__Task prompt__:
Look through the entries below and return all lines including the word "SummaryBank".

__Dataset__:
^^^^^^^^

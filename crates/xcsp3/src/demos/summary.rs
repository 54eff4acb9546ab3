//! A minimal counting sink, grounded on `XCSP3SummaryCallbacks.h`:
//! tallies variables and constraints as they are built and remembers
//! the last objective seen, printing a one-line summary at the end.

use xcsp3_ir::{ObjectiveGoal, ObjectiveKind};
use xcsp3_parse::CallbackBank;

/// Counts variables and constraints, and records the final objective
/// (if any). `report` mirrors the original's `nbv,nbc,minmax,type`
/// summary line.
#[derive(Default)]
pub struct SummaryBank {
    nb_variables: usize,
    nb_constraints: usize,
    goal: Option<ObjectiveGoal>,
    objective: Option<&'static str>,
}

fn goal_str(goal: ObjectiveGoal) -> &'static str {
    match goal {
        ObjectiveGoal::Minimize => "minimize",
        ObjectiveGoal::Maximize => "maximize",
    }
}

fn kind_str(kind: ObjectiveKind) -> &'static str {
    match kind {
        ObjectiveKind::Expression => "expression",
        ObjectiveKind::Sum => "sum",
        ObjectiveKind::Product => "product",
        ObjectiveKind::Minimum => "minimum",
        ObjectiveKind::Maximum => "maximum",
        ObjectiveKind::NValues => "nValues",
        ObjectiveKind::Lex => "lex",
    }
}

impl SummaryBank {
    pub fn new() -> Self {
        Self::default()
    }

    pub fn nb_variables(&self) -> usize {
        self.nb_variables
    }

    pub fn nb_constraints(&self) -> usize {
        self.nb_constraints
    }

    /// `variables,constraints,minmax,objective` — empty fields when no
    /// objective was declared (a satisfaction instance).
    pub fn report(&self) -> String {
        format!(
            "{},{},{},{}",
            self.nb_variables,
            self.nb_constraints,
            self.goal.map(goal_str).unwrap_or(""),
            self.objective.unwrap_or(""),
        )
    }
}

impl CallbackBank for SummaryBank {
    fn build_variable_integer_range(&mut self, _id: &str, _min: i64, _max: i64) {
        self.nb_variables += 1;
    }

    fn build_variable_integer_enum(&mut self, _id: &str, _values: &[i64]) {
        self.nb_variables += 1;
    }

    fn build_constraint_true(&mut self, _id: &str) {
        self.nb_constraints += 1;
    }

    fn build_constraint_false(&mut self, _id: &str) {
        self.nb_constraints += 1;
    }

    fn build_constraint_extension(&mut self, _id: &str, _list: &[&str], _tuples: &[xcsp3_parse::Tuple<'_>], _is_support: bool) {
        self.nb_constraints += 1;
    }

    fn build_constraint_intension_string(&mut self, _id: &str, _expr: &str) {
        self.nb_constraints += 1;
    }

    fn build_constraint_intension(&mut self, _id: &str, _expr_debug: &str) {
        self.nb_constraints += 1;
    }

    fn build_constraint_primitive_var_rel_const(&mut self, _id: &str, _op: xcsp3_ir::OrderType, _x: &str, _k: i64) {
        self.nb_constraints += 1;
    }

    fn build_constraint_primitive_var_rel_var_offset(
        &mut self,
        _id: &str,
        _op: xcsp3_ir::OrderType,
        _x: &str,
        _k: i64,
        _y: &str,
    ) {
        self.nb_constraints += 1;
    }

    fn build_constraint_primitive_in_range(&mut self, _id: &str, _x: &str, _in_flag: bool, _min: i64, _max: i64) {
        self.nb_constraints += 1;
    }

    fn build_constraint_mult(&mut self, _id: &str, _x: &str, _y: &str, _z: &str) {
        self.nb_constraints += 1;
    }

    fn build_constraint_alldifferent(&mut self, _id: &str, _list: &[&str]) {
        self.nb_constraints += 1;
    }

    fn build_constraint_alldifferent_except(&mut self, _id: &str, _list: &[&str], _except: &[i64]) {
        self.nb_constraints += 1;
    }

    fn build_constraint_alldifferent_list(&mut self, _id: &str, _lists: &[Vec<&str>]) {
        self.nb_constraints += 1;
    }

    fn build_constraint_alldifferent_matrix(&mut self, _id: &str, _matrix: &[Vec<&str>]) {
        self.nb_constraints += 1;
    }

    fn build_constraint_all_equal(&mut self, _id: &str, _list: &[&str]) {
        self.nb_constraints += 1;
    }

    fn build_constraint_not_all_equal(&mut self, _id: &str, _list: &[&str]) {
        self.nb_constraints += 1;
    }

    fn build_constraint_ordered(&mut self, _id: &str, _list: &[&str], _order: xcsp3_ir::OrderType, _lengths: Option<&[i64]>) {
        self.nb_constraints += 1;
    }

    fn build_constraint_lex(&mut self, _id: &str, _lists: &[Vec<&str>], _order: xcsp3_ir::OrderType) {
        self.nb_constraints += 1;
    }

    fn build_constraint_lex_matrix(&mut self, _id: &str, _matrix: &[Vec<&str>], _order: xcsp3_ir::OrderType) {
        self.nb_constraints += 1;
    }

    fn build_constraint_sum(&mut self, _id: &str, _list: &[&str], _coeffs: Option<&[i64]>, _condition: &xcsp3_ir::Condition) {
        self.nb_constraints += 1;
    }

    fn build_constraint_count(&mut self, _id: &str, _list: &[&str], _values: &[i64], _condition: &xcsp3_ir::Condition) {
        self.nb_constraints += 1;
    }

    fn build_constraint_at_least(&mut self, _id: &str, _list: &[&str], _value: i64, _k: i64) {
        self.nb_constraints += 1;
    }

    fn build_constraint_at_most(&mut self, _id: &str, _list: &[&str], _value: i64, _k: i64) {
        self.nb_constraints += 1;
    }

    fn build_constraint_exactly(&mut self, _id: &str, _list: &[&str], _value: i64, _k: i64) {
        self.nb_constraints += 1;
    }

    fn build_constraint_exactly_variable(&mut self, _id: &str, _list: &[&str], _value: i64, _x: &str) {
        self.nb_constraints += 1;
    }

    fn build_constraint_among(&mut self, _id: &str, _list: &[&str], _values: &[i64], _k: i64) {
        self.nb_constraints += 1;
    }

    fn build_constraint_nvalues(&mut self, _id: &str, _list: &[&str], _except: &[i64], _condition: &xcsp3_ir::Condition) {
        self.nb_constraints += 1;
    }

    fn build_constraint_cardinality(
        &mut self,
        _id: &str,
        _list: &[&str],
        _values: &[i64],
        _occurs_min: &[i64],
        _occurs_max: &[i64],
        _closed: bool,
    ) {
        self.nb_constraints += 1;
    }

    fn build_constraint_minimum(
        &mut self,
        _id: &str,
        _list: &[&str],
        _condition: Option<&xcsp3_ir::Condition>,
        _start_index: i64,
        _rank: xcsp3_ir::Rank,
    ) {
        self.nb_constraints += 1;
    }

    fn build_constraint_maximum(
        &mut self,
        _id: &str,
        _list: &[&str],
        _condition: Option<&xcsp3_ir::Condition>,
        _start_index: i64,
        _rank: xcsp3_ir::Rank,
    ) {
        self.nb_constraints += 1;
    }

    fn build_constraint_element(
        &mut self,
        _id: &str,
        _list: &[&str],
        _index: &str,
        _start_index: i64,
        _rank: xcsp3_ir::Rank,
        _value_var: Option<&str>,
        _value_const: Option<i64>,
    ) {
        self.nb_constraints += 1;
    }

    fn build_constraint_element_matrix(
        &mut self,
        _id: &str,
        _matrix: &[Vec<&str>],
        _row_index: &str,
        _col_index: &str,
        _start_row_index: i64,
        _start_col_index: i64,
        _value_var: Option<&str>,
        _value_const: Option<i64>,
    ) {
        self.nb_constraints += 1;
    }

    fn build_constraint_channel(&mut self, _id: &str, _list: &[&str], _start_index: i64, _list2: Option<&[&str]>, _start_index2: i64) {
        self.nb_constraints += 1;
    }

    fn build_constraint_no_overlap(&mut self, _id: &str, _origins: &[&str], _lengths: &[&str], _zero_ignored: bool) {
        self.nb_constraints += 1;
    }

    fn build_constraint_stretch(
        &mut self,
        _id: &str,
        _list: &[&str],
        _values: &[i64],
        _widths_min: &[i64],
        _widths_max: &[i64],
        _patterns: &[(i64, i64)],
    ) {
        self.nb_constraints += 1;
    }

    fn build_constraint_cumulative(&mut self, _id: &str, _origins: &[&str], _lengths: &[&str], _heights: &[&str], _condition: &xcsp3_ir::Condition) {
        self.nb_constraints += 1;
    }

    fn build_constraint_regular(&mut self, _id: &str, _list: &[&str], _start: &str, _finals: &[String], _transitions: &[xcsp3_ir::Transition]) {
        self.nb_constraints += 1;
    }

    fn build_constraint_mdd(&mut self, _id: &str, _list: &[&str], _transitions: &[xcsp3_ir::Transition]) {
        self.nb_constraints += 1;
    }

    fn build_constraint_instantiation(&mut self, _id: &str, _list: &[&str], _values: &[i64]) {
        self.nb_constraints += 1;
    }

    fn build_constraint_clause(&mut self, _id: &str, _positive: &[&str], _negative: &[&str]) {
        self.nb_constraints += 1;
    }

    fn build_constraint_circuit(&mut self, _id: &str, _list: &[&str], _start_index: i64, _size: Option<i64>) {
        self.nb_constraints += 1;
    }

    fn build_objective_variable(&mut self, goal: ObjectiveGoal, _x: &str) {
        self.goal = Some(goal);
        self.objective = Some("variable");
    }

    fn build_objective_expression(&mut self, goal: ObjectiveGoal, _expr_debug: &str) {
        self.goal = Some(goal);
        self.objective = Some(kind_str(ObjectiveKind::Expression));
    }

    fn build_objective(&mut self, goal: ObjectiveGoal, kind: ObjectiveKind, _list: &[&str], _coeffs: Option<&[i64]>) {
        self.goal = Some(goal);
        self.objective = Some(kind_str(kind));
    }
}

#[cfg(test)]
mod tests {
    use super::*;

    #[test]
    fn counts_variables_and_constraints() {
        let mut bank = SummaryBank::new();
        bank.build_variable_integer_range("x", 0, 5);
        bank.build_variable_integer_range("y", 0, 5);
        bank.build_constraint_alldifferent("c1", &["x", "y"]);
        assert_eq!(bank.nb_variables(), 2);
        assert_eq!(bank.nb_constraints(), 1);
        assert_eq!(bank.report(), "2,1,,");
    }

    #[test]
    fn records_objective() {
        let mut bank = SummaryBank::new();
        bank.build_objective(ObjectiveGoal::Minimize, ObjectiveKind::Sum, &["x", "y"], None);
        assert_eq!(bank.report(), "0,0,minimize,sum");
    }
}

^^^^^^^^

__Solution for this problem__:
pub struct SummaryBank {
impl SummaryBank {
impl CallbackBank for SummaryBank {
        let mut bank = SummaryBank::new();
        let mut bank = SummaryBank::new();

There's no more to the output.